Pages

Kamis, 02 April 2009

Tea For Two. By : Clara Ng


Malam penuh temaram bintang, angin berhembus pelan, dan cahaya bulan yang menyinari. Mendapati seorang pria bersimpuh dihadapanmu, dengan seikat bunga mawar di tangan dan berkata "would you marry me??" itu adalah impian hampir seluruh perempuan normal di muka bumi ini.

Pernikahan adalah sebuah kata keramat dan sakral untuk sebagian orang. juga menjadi tema yang terlalu sensitif untuk sebagian yang lain. terutama untuk kaum perempuan. Ketika usia mulai mengejar, diantara perjuangan hidup, karir, persahabatan dan gunjingan orang sekitar. tetapi apakah pernikahan adalah awal dari kebahagiaan dan hidup seorang perempuan?? Ibarat ending kisah2 dongeng. Happy Together, Ever After. Ataukah malah ternyata lelaki yang kita anggap sebagai Mr. Right, ternyata adalah seorang Mr. Totally Wrong?? Pernikahan memang menjadi sebuah babak baru dalam kehidupan seorang perempuan, entah itu babak yang membahagiakan atau bahkan menjadi awal sebuah kisah menyedihkan, tragis dan menguras airmata. seperti kisah telenovela ataupun dorama asia.

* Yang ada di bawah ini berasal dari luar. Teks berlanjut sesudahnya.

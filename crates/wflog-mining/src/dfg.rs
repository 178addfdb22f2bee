//! Traces and the directly-follows relation.

use std::collections::{BTreeMap, HashMap};

use wflog_core::{CaseId, NormalizedEvent};

/// Groups events by case.
///
/// Cases appear in order of their first event; events within a case are
/// stably sorted by timestamp.
pub fn traces<'a, I>(events: I) -> Vec<(&'a CaseId, Vec<&'a NormalizedEvent>)>
where
    I: IntoIterator<Item = &'a NormalizedEvent>,
{
    let mut index: HashMap<&CaseId, usize> = HashMap::new();
    let mut traces: Vec<(&CaseId, Vec<&NormalizedEvent>)> = Vec::new();

    for event in events {
        let slot = *index.entry(&event.case_id).or_insert_with(|| {
            traces.push((&event.case_id, Vec::new()));
            traces.len() - 1
        });
        traces[slot].1.push(event);
    }

    for (_, trace) in &mut traces {
        trace.sort_by_key(|event| event.timestamp);
    }
    traces
}

/// Frequencies of activities and of their direct successions.
///
/// Activities are keyed by the event's concept name.
#[derive(Debug, Clone, Default, PartialEq, Eq)]
pub struct DirectlyFollowsGraph {
    /// Occurrences per activity.
    pub activities: BTreeMap<String, usize>,
    /// Occurrences of `a` directly followed by `b` within a case.
    pub edges: BTreeMap<(String, String), usize>,
    /// Cases starting with each activity.
    pub start: BTreeMap<String, usize>,
    /// Cases ending with each activity.
    pub end: BTreeMap<String, usize>,
    /// Number of cases.
    pub trace_count: usize,
}

impl DirectlyFollowsGraph {
    pub fn from_events<'a, I>(events: I) -> Self
    where
        I: IntoIterator<Item = &'a NormalizedEvent>,
    {
        let mut dfg = Self::default();

        for (_, trace) in traces(events) {
            let names: Vec<&str> = trace.iter().map(|event| event.name.as_str()).collect();
            let (Some(first), Some(last)) = (names.first(), names.last()) else {
                continue;
            };

            dfg.trace_count += 1;
            *dfg.start.entry((*first).to_string()).or_default() += 1;
            *dfg.end.entry((*last).to_string()).or_default() += 1;
            for name in &names {
                *dfg.activities.entry((*name).to_string()).or_default() += 1;
            }
            for pair in names.windows(2) {
                *dfg
                    .edges
                    .entry((pair[0].to_string(), pair[1].to_string()))
                    .or_default() += 1;
            }
        }

        dfg
    }

    pub fn edge_count(&self, from: &str, to: &str) -> usize {
        self.edges
            .get(&(from.to_string(), to.to_string()))
            .copied()
            .unwrap_or(0)
    }

    pub const fn is_empty(&self) -> bool {
        self.trace_count == 0
    }
}

#[cfg(test)]
pub(crate) mod tests {
    use super::*;

    use chrono::{TimeZone, Utc};
    use wflog_core::{EventKind, UserId};

    pub(crate) fn event(case: &str, minute: u32, name: &str, user: &str) -> NormalizedEvent {
        NormalizedEvent {
            timestamp: Utc.with_ymd_and_hms(2024, 1, 1, 10, minute, 0).unwrap(),
            user: UserId::new(user).unwrap(),
            activity: name.to_string(),
            name: name.to_string(),
            state: name.to_string(),
            case_id: CaseId::new(case).unwrap(),
            kind: EventKind::Transition,
            raw_body: String::new(),
        }
    }

    #[test]
    fn groups_by_case_in_first_seen_order() {
        let events = [
            event("B", 1, "x", "u"),
            event("A", 2, "y", "u"),
            event("B", 0, "z", "u"),
        ];
        let grouped = traces(&events);
        let cases: Vec<&str> = grouped.iter().map(|(case, _)| case.as_str()).collect();
        assert_eq!(cases, vec!["B", "A"]);

        let b: Vec<&str> = grouped[0].1.iter().map(|e| e.name.as_str()).collect();
        assert_eq!(b, vec!["z", "x"]);
    }

    #[test]
    fn counts_successions_per_case() {
        let events = [
            event("1", 0, "open", "u"),
            event("1", 1, "review", "u"),
            event("1", 2, "close", "u"),
            event("2", 0, "open", "u"),
            event("2", 1, "close", "u"),
        ];
        let dfg = DirectlyFollowsGraph::from_events(&events);

        assert_eq!(dfg.trace_count, 2);
        assert_eq!(dfg.activities["open"], 2);
        assert_eq!(dfg.edge_count("open", "review"), 1);
        assert_eq!(dfg.edge_count("open", "close"), 1);
        assert_eq!(dfg.edge_count("review", "close"), 1);
        assert_eq!(dfg.edge_count("close", "open"), 0);
        assert_eq!(dfg.start["open"], 2);
        assert_eq!(dfg.end["close"], 2);
    }

    #[test]
    fn no_events_no_traces() {
        let none: [NormalizedEvent; 0] = [];
        let dfg = DirectlyFollowsGraph::from_events(&none);
        assert!(dfg.is_empty());
    }
}
//! The canonical event record handed to discovery.

use chrono::{DateTime, NaiveDateTime, Utc};
use serde::{Deserialize, Serialize};

use crate::kind::EventKind;
use crate::types::{CaseId, UserId};

/// Naive formats accepted after RFC 3339; interpreted as UTC.
const NAIVE_FORMATS: [&str; 2] = ["%Y-%m-%dT%H:%M:%S%.f", "%Y-%m-%d %H:%M:%S%.f"];

/// One normalized workflow event.
///
/// The output shape is the same for both kinds; `kind` records which body
/// layout populated the labels and the case.
#[derive(Debug, Clone, PartialEq, Eq, Serialize, Deserialize)]
pub struct NormalizedEvent {
    /// When the event happened.
    pub timestamp: DateTime<Utc>,
    /// Who performed it.
    pub user: UserId,
    /// Display label of the step performed.
    pub activity: String,
    /// Concept name used as the activity key by discovery.
    pub name: String,
    /// State of the case after this event.
    pub state: String,
    /// Workflow instance this event belongs to.
    pub case_id: CaseId,
    /// Encoding the event was read from.
    pub kind: EventKind,
    /// The event segment exactly as logged.
    pub raw_body: String,
}

/// Parses a logged timestamp.
///
/// Accepts RFC 3339 and naive `YYYY-MM-DD[T ]HH:MM:SS[.fff]`, the latter as UTC.
pub fn parse_timestamp(value: &str) -> Option<DateTime<Utc>> {
    let value = value.trim();
    if let Ok(dt) = DateTime::parse_from_rfc3339(value) {
        return Some(dt.with_timezone(&Utc));
    }
    NAIVE_FORMATS
        .iter()
        .find_map(|format| NaiveDateTime::parse_from_str(value, format).ok())
        .map(|naive| naive.and_utc())
}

Membaca kisah ini membuatku merasa beruntung dengan kesendirianku yang sekarang. bukan berarti pernikahan adalah sebuah kata yang tidak untukku, karena walau bagaimanapun, aku tetaplah seorang perempuan normal. tetapi, paling tidak, aku tidak terburu-buru dalam memutuskan. pernikahan tidaklan seindah yang sering dibayangkan orang. Pernikahan bukanlah awal dari sebuah kisah Happy forever, Ever After. Ketika orang yang awalnya kita anggap Mr. Right, berubah menjadi Mr. Totally Wrong. Ketika sebuah pernikahan merubah kehidupan seorang perempuan. Atas nama cinta, perempuan terpaksa banyak mengalah, ketika seorang perempuan menghadapi penghianatan, KDRT dan perselingkuhan. Atas nama cinta, banyak perempuan menjadi kehilangan dirinya sendiri.

Membaca kisah ini, membuatku senjadi bersikap semakin kritis thd sebuah lembaga yang namanya pernikahan. Karena buat perempuan, pernikahan ibarat persetujuan menjadi “babu” secara legal dan formal. Dan itu semua dilakukan atas nama cinta. Aku bukanlah penganut feminisme semu, apalagi aku bukanlah aktifis perempuan yang gemar meneriakan emansipasi dan kesetaraan gender. Aku hanyalah aku. Manusia biasa yang ingin dicintai dan mencintai. Kalaupun akhirnya aku harus masuk ke dalam lembaga yang kukritisi sendiri, paling tidak aku ingin itu adalah pilihan terbaik yang Tuhan berikan untukku. Kalaupun akhirnya aku harus menjadi ‘pelayan’ dalam sebuah pernikahan, aku ingin menjadi ratu yang melayani raja yang cerdas, bijaksana dan tidak semena-mena. Dan sebaliknya kalaupun kata pernikahan itu tak juga untukku, aku akan dengan berani mengatakan “I’m single, brave, beauty, smart, confidence and very happy"

Hahaha kok review ini malah berubah menjadi media curhat sih. pokoknya hati-hati sebelum memilih. Daripada mengalami KDRT. Never judge a book by it’s cover, but by it’s price. Ups I did it again…hahahaha.